> _The problem_:
Give back only the lines in the records below from the one with "let per_paycheck_net_cents = if" to the one with "them at zero", both inclusive, word for word.
*** Dataset records ***
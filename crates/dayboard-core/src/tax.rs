//! Progressive income-tax estimation
//!
//! Federal and state tax are computed by walking a bracket table from the
//! bottom up, taxing the slice of taxable income that falls inside each
//! bracket. FICA is a flat 7.65% of gross pay (no wage base cap, no
//! Social Security / Medicare split).
//!
//! All arithmetic is integer: each bracket's tax is truncated, not rounded.

use serde::{Deserialize, Serialize};
use tracing::{debug, warn};

use crate::error::{Error, Result};
use crate::models::{Bracket, FilingStatus, PayFrequency, TaxProfile, TaxResult};
use crate::tax_tables::{BracketTable, TaxTableProvider};

/// FICA rate in basis points (7.65%)
pub const FICA_RATE_BPS: i64 = 765;

/// Largest annual income the estimator accepts ($10 quadrillion)
///
/// Federal, state and FICA together stay far below `i64::MAX` at this income.
pub const MAX_INCOME_CENTS: i64 = 1_000_000_000_000_000_000;

const BPS_DIVISOR: i64 = 10_000;

/// `amount × rate_bps / 10 000`, truncated, without intermediate overflow
fn apply_rate(amount_cents: i64, rate_bps: i64) -> i64 {
    let tax = i128::from(amount_cents) * i128::from(rate_bps) / i128::from(BPS_DIVISOR);
    i64::try_from(tax).unwrap_or(if tax < 0 { i64::MIN } else { i64::MAX })
}

/// The part of taxable income that fell inside one bracket
#[derive(Debug, Clone, Copy, PartialEq, Eq, Serialize, Deserialize)]
#[serde(rename_all = "camelCase")]
pub struct BracketSegment {
    pub low_cents: i64,
    /// 0 for the unbounded top bracket
    pub high_cents: i64,
    pub rate_bps: i64,
    /// Income taxed at this bracket's rate
    pub amount_cents: i64,
    pub tax_cents: i64,
}

/// Split taxable income across brackets
///
/// Brackets must be sorted ascending by low bound. The walk stops as soon as
/// all income is allocated, so trailing brackets produce no segment.
pub fn bracket_segments(brackets: &[Bracket], taxable_cents: i64) -> Vec<BracketSegment> {
    let mut segments = Vec::new();
    let mut remaining = taxable_cents;

    for bracket in brackets {
        if remaining <= 0 {
            break;
        }
        let upper = if bracket.is_unbounded() {
            taxable_cents
        } else {
            bracket.high_cents
        };
        let amount = remaining.min(upper - bracket.low_cents);
        segments.push(BracketSegment {
            low_cents: bracket.low_cents,
            high_cents: bracket.high_cents,
            rate_bps: bracket.rate_bps,
            amount_cents: amount,
            tax_cents: apply_rate(amount, bracket.rate_bps),
        });
        remaining -= amount;
    }

    segments
}

/// Tax owed on `taxable_cents` under a bracket table
pub fn bracket_tax(brackets: &[Bracket], taxable_cents: i64) -> i64 {
    bracket_segments(brackets, taxable_cents)
        .iter()
        .map(|s| s.tax_cents)
        .sum()
}

/// Gross income minus the standard deduction, floored at zero
pub fn taxable_income(annual_income_cents: i64, standard_deduction_cents: i64) -> i64 {
    (annual_income_cents - standard_deduction_cents).max(0)
}

/// FICA on gross income
pub fn fica_tax(annual_income_cents: i64) -> i64 {
    apply_rate(annual_income_cents, FICA_RATE_BPS)
}

/// Number of paychecks in a term of `term_weeks` weeks
pub fn paychecks_in_term(frequency: PayFrequency, term_weeks: u32) -> i64 {
    let weeks = i64::from(term_weeks);
    match frequency {
        PayFrequency::Weekly => weeks,
        PayFrequency::Biweekly => weeks / 2,
        // Approximates a month as four weeks
        PayFrequency::Monthly => weeks / 4,
        PayFrequency::Other => weeks / 2,
    }
}

/// Reject filing statuses the estimator cannot compute
pub fn check_filing_status(status: FilingStatus) -> Result<()> {
    match status {
        FilingStatus::Single => Ok(()),
        FilingStatus::Married => Err(Error::Unsupported(
            "married filing jointly not yet supported".into(),
        )),
    }
}

/// Estimate federal, state and FICA tax plus net pay
///
/// `state_brackets` of `None` (or an empty slice) contributes no state tax.
/// State tax uses the same taxable income as federal; there is no separate
/// state deduction.
pub fn estimate_taxes(
    profile: &TaxProfile,
    federal_brackets: &[Bracket],
    state_brackets: Option<&[Bracket]>,
    standard_deduction_cents: i64,
) -> Result<TaxResult> {
    check_filing_status(profile.filing_status)?;
    if profile.annual_income_cents < 0 {
        return Err(Error::InvalidInput(format!(
            "annual income must not be negative: {}",
            profile.annual_income_cents
        )));
    }
    if profile.annual_income_cents > MAX_INCOME_CENTS {
        return Err(Error::InvalidInput(format!(
            "annual income above {} cents is not supported: {}",
            MAX_INCOME_CENTS, profile.annual_income_cents
        )));
    }
    if standard_deduction_cents < 0 {
        return Err(Error::InvalidInput(format!(
            "standard deduction must not be negative: {}",
            standard_deduction_cents
        )));
    }

    let income = profile.annual_income_cents;
    let taxable = taxable_income(income, standard_deduction_cents);

    let federal_cents = bracket_tax(federal_brackets, taxable);
    let state_cents = state_brackets
        .map(|brackets| bracket_tax(brackets, taxable))
        .unwrap_or(0);
    let fica_cents = fica_tax(income);

    let checks = paychecks_in_term(profile.pay_frequency, profile.term_weeks);
    let net_annual = income - (federal_cents + state_cents + fica_cents);
    let per_paycheck_net_cents = if checks > 0 { net_annual / checks } else { 0 };

    Ok(TaxResult {
        federal_cents,
        state_cents,
        fica_cents,
        per_paycheck_net_cents,
        term_net_cents: net_annual,
    })
}

/// Estimator behaviour switches
#[derive(Debug, Clone, Default)]
pub struct TaxEstimatorConfig {
    /// Reject states with no bracket data instead of taxing them at zero
    pub strict_jurisdictions: bool,
}

/// Net pay in one state, for side-by-side comparison
#[derive(Debug, Clone, PartialEq, Eq, Serialize, Deserialize)]
#[serde(rename_all = "camelCase")]
pub struct StateComparison {
    pub state: String,
    pub state_cents: i64,
    /// State tax as a share of gross income
    pub effective_rate_bps: i64,
    pub net_annual_cents: i64,
    pub per_paycheck_net_cents: i64,
}

/// Estimates taxes against bracket tables from a provider
pub struct TaxEstimator<'a, P: TaxTableProvider + ?Sized> {
    provider: &'a P,
    config: TaxEstimatorConfig,
}

impl<'a, P: TaxTableProvider + ?Sized> TaxEstimator<'a, P> {
    pub fn new(provider: &'a P) -> Self {
        Self {
            provider,
            config: TaxEstimatorConfig::default(),
        }
    }

    pub fn with_config(provider: &'a P, config: TaxEstimatorConfig) -> Self {
        Self { provider, config }
    }

    /// Estimate taxes for a tax year
    ///
    /// The filing status is checked before any table lookup, so a married
    /// profile is rejected even for a year with no data.
    pub fn estimate(&self, profile: &TaxProfile, year: i32) -> Result<TaxResult> {
        check_filing_status(profile.filing_status)?;

        let federal = self.provider.federal(year)?.ok_or_else(|| {
            Error::BracketLookup(format!("no federal tax table for year {}", year))
        })?;

        let state = self.state_table(profile, year)?;
        let state_brackets = state.as_ref().map(|t| t.brackets());

        debug!(
            "Estimating {} tax for {} cents (state {:?}, {} federal brackets)",
            year,
            profile.annual_income_cents,
            profile.state,
            federal.brackets.brackets().len()
        );

        estimate_taxes(
            profile,
            federal.brackets.brackets(),
            state_brackets,
            federal.standard_deduction_single_cents,
        )
    }

    /// Compare net pay for the same profile across several states
    ///
    /// Sorted by net annual pay, highest first.
    pub fn compare_states(
        &self,
        profile: &TaxProfile,
        year: i32,
        states: &[&str],
    ) -> Result<Vec<StateComparison>> {
        let mut comparisons = Vec::with_capacity(states.len());

        for state in states {
            let candidate = TaxProfile {
                state: state.trim().to_uppercase(),
                ..profile.clone()
            };
            let result = self.estimate(&candidate, year)?;
            let effective_rate_bps = if candidate.annual_income_cents > 0 {
                let rate = i128::from(result.state_cents) * i128::from(BPS_DIVISOR)
                    / i128::from(candidate.annual_income_cents);
                i64::try_from(rate).unwrap_or(i64::MAX)
            } else {
                0
            };
            comparisons.push(StateComparison {
                state: candidate.state,
                state_cents: result.state_cents,
                effective_rate_bps,
                net_annual_cents: result.term_net_cents,
                per_paycheck_net_cents: result.per_paycheck_net_cents,
            });
        }

        comparisons.sort_by(|a, b| {
            b.net_annual_cents
                .cmp(&a.net_annual_cents)
                .then_with(|| a.state.cmp(&b.state))
        });
        Ok(comparisons)
    }

    fn state_table(&self, profile: &TaxProfile, year: i32) -> Result<Option<BracketTable>> {
        if profile.state.trim().is_empty() {
            return Ok(None);
        }
        match self.provider.state(year, &profile.state)? {
            Some(table) => Ok(Some(table)),
            None if self.config.strict_jurisdictions => Err(Error::UnknownJurisdiction(format!(
                "no {} tax table for state {}",
                year, profile.state
            ))),
            None => {
                warn!(
                    "No {} tax table for state {}; assuming no state tax",
                    year, profile.state
                );
                Ok(None)
            }
        }
    }
}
***
> _Answer to this problem_:
    let per_paycheck_net_cents = if checks > 0 { net_annual / checks } else { 0 };

    Ok(TaxResult {
        federal_cents,
        state_cents,
        fica_cents,
        per_paycheck_net_cents,
        term_net_cents: net_annual,
    })
}

/// Estimator behaviour switches
#[derive(Debug, Clone, Default)]
pub struct TaxEstimatorConfig {
    /// Reject states with no bracket data instead of taxing them at zero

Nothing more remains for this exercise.